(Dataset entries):
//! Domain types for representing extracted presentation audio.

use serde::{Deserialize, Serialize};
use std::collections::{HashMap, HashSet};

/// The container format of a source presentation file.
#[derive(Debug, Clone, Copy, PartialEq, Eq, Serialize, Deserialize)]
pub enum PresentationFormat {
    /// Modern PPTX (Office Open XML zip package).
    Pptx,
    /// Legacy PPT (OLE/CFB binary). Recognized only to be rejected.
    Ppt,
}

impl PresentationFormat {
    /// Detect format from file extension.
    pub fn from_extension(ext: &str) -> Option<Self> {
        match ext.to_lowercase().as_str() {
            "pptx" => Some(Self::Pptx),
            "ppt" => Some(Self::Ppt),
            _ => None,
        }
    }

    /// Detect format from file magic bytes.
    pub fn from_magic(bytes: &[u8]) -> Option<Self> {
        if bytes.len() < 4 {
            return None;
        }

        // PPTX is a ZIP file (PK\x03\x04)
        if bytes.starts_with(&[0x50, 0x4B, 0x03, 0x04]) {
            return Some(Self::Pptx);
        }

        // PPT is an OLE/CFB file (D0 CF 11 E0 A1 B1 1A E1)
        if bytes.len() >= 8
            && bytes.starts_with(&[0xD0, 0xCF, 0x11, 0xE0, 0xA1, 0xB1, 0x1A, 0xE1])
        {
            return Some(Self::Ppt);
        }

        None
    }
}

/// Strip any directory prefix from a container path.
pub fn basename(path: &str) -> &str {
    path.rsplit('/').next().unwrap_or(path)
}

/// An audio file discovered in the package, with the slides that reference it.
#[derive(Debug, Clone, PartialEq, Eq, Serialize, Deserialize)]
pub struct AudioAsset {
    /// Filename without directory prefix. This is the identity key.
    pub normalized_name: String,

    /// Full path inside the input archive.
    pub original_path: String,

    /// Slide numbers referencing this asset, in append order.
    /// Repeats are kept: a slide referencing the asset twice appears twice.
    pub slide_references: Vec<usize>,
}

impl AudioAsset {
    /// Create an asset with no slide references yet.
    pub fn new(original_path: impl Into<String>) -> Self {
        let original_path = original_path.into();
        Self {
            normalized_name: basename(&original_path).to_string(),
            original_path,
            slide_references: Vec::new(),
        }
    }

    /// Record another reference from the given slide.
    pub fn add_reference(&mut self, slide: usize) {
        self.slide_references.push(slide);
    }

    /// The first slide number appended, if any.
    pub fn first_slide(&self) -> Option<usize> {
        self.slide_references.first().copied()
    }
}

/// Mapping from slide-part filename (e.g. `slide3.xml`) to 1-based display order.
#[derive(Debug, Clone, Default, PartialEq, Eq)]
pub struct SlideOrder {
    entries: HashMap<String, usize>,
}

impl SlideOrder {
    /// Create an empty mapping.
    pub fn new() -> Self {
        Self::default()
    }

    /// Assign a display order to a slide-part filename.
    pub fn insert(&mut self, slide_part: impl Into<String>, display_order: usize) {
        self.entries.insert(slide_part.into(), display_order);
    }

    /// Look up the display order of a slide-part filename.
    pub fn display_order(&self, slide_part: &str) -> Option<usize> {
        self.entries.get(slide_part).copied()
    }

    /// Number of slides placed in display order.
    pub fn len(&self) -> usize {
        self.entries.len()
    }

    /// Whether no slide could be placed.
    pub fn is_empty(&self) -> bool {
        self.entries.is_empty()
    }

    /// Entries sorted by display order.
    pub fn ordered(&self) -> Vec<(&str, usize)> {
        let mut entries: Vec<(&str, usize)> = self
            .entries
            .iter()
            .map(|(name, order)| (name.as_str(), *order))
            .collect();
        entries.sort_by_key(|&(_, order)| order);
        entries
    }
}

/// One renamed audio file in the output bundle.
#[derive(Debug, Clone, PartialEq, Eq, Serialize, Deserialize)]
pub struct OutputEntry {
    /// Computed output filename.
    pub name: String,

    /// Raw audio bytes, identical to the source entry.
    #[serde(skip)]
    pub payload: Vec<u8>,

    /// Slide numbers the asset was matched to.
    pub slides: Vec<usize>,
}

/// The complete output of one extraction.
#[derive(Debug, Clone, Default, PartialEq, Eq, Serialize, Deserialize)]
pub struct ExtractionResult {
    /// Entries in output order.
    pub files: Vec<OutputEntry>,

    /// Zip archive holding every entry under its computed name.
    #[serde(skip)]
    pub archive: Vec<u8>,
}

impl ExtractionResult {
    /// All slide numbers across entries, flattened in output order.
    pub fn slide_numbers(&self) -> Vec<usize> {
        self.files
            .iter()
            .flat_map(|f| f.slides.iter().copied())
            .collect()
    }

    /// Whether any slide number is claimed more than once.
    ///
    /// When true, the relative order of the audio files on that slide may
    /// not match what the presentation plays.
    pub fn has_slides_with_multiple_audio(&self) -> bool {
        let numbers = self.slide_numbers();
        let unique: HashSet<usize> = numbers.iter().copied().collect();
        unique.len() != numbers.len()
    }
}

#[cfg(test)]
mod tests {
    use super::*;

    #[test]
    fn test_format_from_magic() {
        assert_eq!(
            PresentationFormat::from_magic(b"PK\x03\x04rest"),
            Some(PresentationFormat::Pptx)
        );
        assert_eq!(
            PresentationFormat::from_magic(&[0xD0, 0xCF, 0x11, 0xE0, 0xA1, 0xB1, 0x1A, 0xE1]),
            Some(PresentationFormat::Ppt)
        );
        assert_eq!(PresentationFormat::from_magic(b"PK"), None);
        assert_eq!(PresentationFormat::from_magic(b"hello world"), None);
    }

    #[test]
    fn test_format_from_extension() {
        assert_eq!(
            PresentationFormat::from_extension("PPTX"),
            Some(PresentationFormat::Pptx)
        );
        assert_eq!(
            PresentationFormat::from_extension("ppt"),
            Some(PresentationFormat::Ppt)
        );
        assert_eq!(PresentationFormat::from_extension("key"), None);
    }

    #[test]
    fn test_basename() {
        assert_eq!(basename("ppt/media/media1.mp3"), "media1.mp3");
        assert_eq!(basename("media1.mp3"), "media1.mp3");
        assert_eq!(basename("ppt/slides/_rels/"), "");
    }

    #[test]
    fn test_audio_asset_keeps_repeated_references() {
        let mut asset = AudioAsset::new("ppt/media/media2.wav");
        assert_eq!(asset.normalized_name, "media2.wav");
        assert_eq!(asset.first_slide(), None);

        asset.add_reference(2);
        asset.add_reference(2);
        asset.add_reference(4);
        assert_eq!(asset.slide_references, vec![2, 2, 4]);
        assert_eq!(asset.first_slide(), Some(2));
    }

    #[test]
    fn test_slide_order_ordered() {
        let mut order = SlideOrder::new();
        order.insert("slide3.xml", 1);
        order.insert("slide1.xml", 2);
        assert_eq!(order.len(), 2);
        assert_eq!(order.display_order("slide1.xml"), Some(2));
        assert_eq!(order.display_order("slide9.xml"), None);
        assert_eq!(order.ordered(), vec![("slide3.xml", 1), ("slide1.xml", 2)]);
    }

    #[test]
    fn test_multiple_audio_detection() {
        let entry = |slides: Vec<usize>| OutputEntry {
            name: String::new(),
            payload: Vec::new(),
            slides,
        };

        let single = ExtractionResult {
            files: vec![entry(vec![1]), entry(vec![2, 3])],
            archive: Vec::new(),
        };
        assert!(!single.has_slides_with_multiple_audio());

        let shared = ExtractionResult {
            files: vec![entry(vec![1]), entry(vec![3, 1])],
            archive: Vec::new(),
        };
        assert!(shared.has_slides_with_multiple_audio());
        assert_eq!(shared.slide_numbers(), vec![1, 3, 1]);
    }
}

(EXERCISE BRIEF):
All the data needs repeating. Return it exactly.

(TASK SOLUTION):
//! Domain types for representing extracted presentation audio.

use serde::{Deserialize, Serialize};
use std::collections::{HashMap, HashSet};

/// The container format of a source presentation file.
#[derive(Debug, Clone, Copy, PartialEq, Eq, Serialize, Deserialize)]
pub enum PresentationFormat {
    /// Modern PPTX (Office Open XML zip package).
    Pptx,
    /// Legacy PPT (OLE/CFB binary). Recognized only to be rejected.
    Ppt,
}

impl PresentationFormat {
    /// Detect format from file extension.
    pub fn from_extension(ext: &str) -> Option<Self> {
        match ext.to_lowercase().as_str() {
            "pptx" => Some(Self::Pptx),
            "ppt" => Some(Self::Ppt),
            _ => None,
        }
    }

    /// Detect format from file magic bytes.
    pub fn from_magic(bytes: &[u8]) -> Option<Self> {
        if bytes.len() < 4 {
            return None;
        }

        // PPTX is a ZIP file (PK\x03\x04)
        if bytes.starts_with(&[0x50, 0x4B, 0x03, 0x04]) {
            return Some(Self::Pptx);
        }

        // PPT is an OLE/CFB file (D0 CF 11 E0 A1 B1 1A E1)
        if bytes.len() >= 8
            && bytes.starts_with(&[0xD0, 0xCF, 0x11, 0xE0, 0xA1, 0xB1, 0x1A, 0xE1])
        {
            return Some(Self::Ppt);
        }

        None
    }
}

/// Strip any directory prefix from a container path.
pub fn basename(path: &str) -> &str {
    path.rsplit('/').next().unwrap_or(path)
}

/// An audio file discovered in the package, with the slides that reference it.
#[derive(Debug, Clone, PartialEq, Eq, Serialize, Deserialize)]
pub struct AudioAsset {
    /// Filename without directory prefix. This is the identity key.
    pub normalized_name: String,

    /// Full path inside the input archive.
    pub original_path: String,

    /// Slide numbers referencing this asset, in append order.
    /// Repeats are kept: a slide referencing the asset twice appears twice.
    pub slide_references: Vec<usize>,
}

impl AudioAsset {
    /// Create an asset with no slide references yet.
    pub fn new(original_path: impl Into<String>) -> Self {
        let original_path = original_path.into();
        Self {
            normalized_name: basename(&original_path).to_string(),
            original_path,
            slide_references: Vec::new(),
        }
    }

    /// Record another reference from the given slide.
    pub fn add_reference(&mut self, slide: usize) {
        self.slide_references.push(slide);
    }

    /// The first slide number appended, if any.
    pub fn first_slide(&self) -> Option<usize> {
        self.slide_references.first().copied()
    }
}

/// Mapping from slide-part filename (e.g. `slide3.xml`) to 1-based display order.
#[derive(Debug, Clone, Default, PartialEq, Eq)]
pub struct SlideOrder {
    entries: HashMap<String, usize>,
}

impl SlideOrder {
    /// Create an empty mapping.
    pub fn new() -> Self {
        Self::default()
    }

    /// Assign a display order to a slide-part filename.
    pub fn insert(&mut self, slide_part: impl Into<String>, display_order: usize) {
        self.entries.insert(slide_part.into(), display_order);
    }

    /// Look up the display order of a slide-part filename.
    pub fn display_order(&self, slide_part: &str) -> Option<usize> {
        self.entries.get(slide_part).copied()
    }

    /// Number of slides placed in display order.
    pub fn len(&self) -> usize {
        self.entries.len()
    }

    /// Whether no slide could be placed.
    pub fn is_empty(&self) -> bool {
        self.entries.is_empty()
    }

    /// Entries sorted by display order.
    pub fn ordered(&self) -> Vec<(&str, usize)> {
        let mut entries: Vec<(&str, usize)> = self
            .entries
            .iter()
            .map(|(name, order)| (name.as_str(), *order))
            .collect();
        entries.sort_by_key(|&(_, order)| order);
        entries
    }
}

/// One renamed audio file in the output bundle.
#[derive(Debug, Clone, PartialEq, Eq, Serialize, Deserialize)]
pub struct OutputEntry {
    /// Computed output filename.
    pub name: String,

    /// Raw audio bytes, identical to the source entry.
    #[serde(skip)]
    pub payload: Vec<u8>,

    /// Slide numbers the asset was matched to.
    pub slides: Vec<usize>,
}

/// The complete output of one extraction.
#[derive(Debug, Clone, Default, PartialEq, Eq, Serialize, Deserialize)]
pub struct ExtractionResult {
    /// Entries in output order.
    pub files: Vec<OutputEntry>,

    /// Zip archive holding every entry under its computed name.
    #[serde(skip)]
    pub archive: Vec<u8>,
}

impl ExtractionResult {
    /// All slide numbers across entries, flattened in output order.
    pub fn slide_numbers(&self) -> Vec<usize> {
        self.files
            .iter()
            .flat_map(|f| f.slides.iter().copied())
            .collect()
    }

    /// Whether any slide number is claimed more than once.
    ///
    /// When true, the relative order of the audio files on that slide may
    /// not match what the presentation plays.
    pub fn has_slides_with_multiple_audio(&self) -> bool {
        let numbers = self.slide_numbers();
        let unique: HashSet<usize> = numbers.iter().copied().collect();
        unique.len() != numbers.len()
    }
}

#[cfg(test)]
mod tests {
    use super::*;

    #[test]
    fn test_format_from_magic() {
        assert_eq!(
            PresentationFormat::from_magic(b"PK\x03\x04rest"),
            Some(PresentationFormat::Pptx)
        );
        assert_eq!(
            PresentationFormat::from_magic(&[0xD0, 0xCF, 0x11, 0xE0, 0xA1, 0xB1, 0x1A, 0xE1]),
            Some(PresentationFormat::Ppt)
        );
        assert_eq!(PresentationFormat::from_magic(b"PK"), None);
        assert_eq!(PresentationFormat::from_magic(b"hello world"), None);
    }

    #[test]
    fn test_format_from_extension() {
        assert_eq!(
            PresentationFormat::from_extension("PPTX"),
            Some(PresentationFormat::Pptx)
        );
        assert_eq!(
            PresentationFormat::from_extension("ppt"),
            Some(PresentationFormat::Ppt)
        );
        assert_eq!(PresentationFormat::from_extension("key"), None);
    }

    #[test]
    fn test_basename() {
        assert_eq!(basename("ppt/media/media1.mp3"), "media1.mp3");
        assert_eq!(basename("media1.mp3"), "media1.mp3");
        assert_eq!(basename("ppt/slides/_rels/"), "");
    }

    #[test]
    fn test_audio_asset_keeps_repeated_references() {
        let mut asset = AudioAsset::new("ppt/media/media2.wav");
        assert_eq!(asset.normalized_name, "media2.wav");
        assert_eq!(asset.first_slide(), None);

        asset.add_reference(2);
        asset.add_reference(2);
        asset.add_reference(4);
        assert_eq!(asset.slide_references, vec![2, 2, 4]);
        assert_eq!(asset.first_slide(), Some(2));
    }

    #[test]
    fn test_slide_order_ordered() {
        let mut order = SlideOrder::new();
        order.insert("slide3.xml", 1);
        order.insert("slide1.xml", 2);
        assert_eq!(order.len(), 2);
        assert_eq!(order.display_order("slide1.xml"), Some(2));
        assert_eq!(order.display_order("slide9.xml"), None);
        assert_eq!(order.ordered(), vec![("slide3.xml", 1), ("slide1.xml", 2)]);
    }

    #[test]
    fn test_multiple_audio_detection() {
        let entry = |slides: Vec<usize>| OutputEntry {
            name: String::new(),
            payload: Vec::new(),
            slides,
        };

        let single = ExtractionResult {
            files: vec![entry(vec![1]), entry(vec![2, 3])],
            archive: Vec::new(),
        };
        assert!(!single.has_slides_with_multiple_audio());

        let shared = ExtractionResult {
            files: vec![entry(vec![1]), entry(vec![3, 1])],
            archive: Vec::new(),
        };
        assert!(shared.has_slides_with_multiple_audio());
        assert_eq!(shared.slide_numbers(), vec![1, 3, 1]);
    }
}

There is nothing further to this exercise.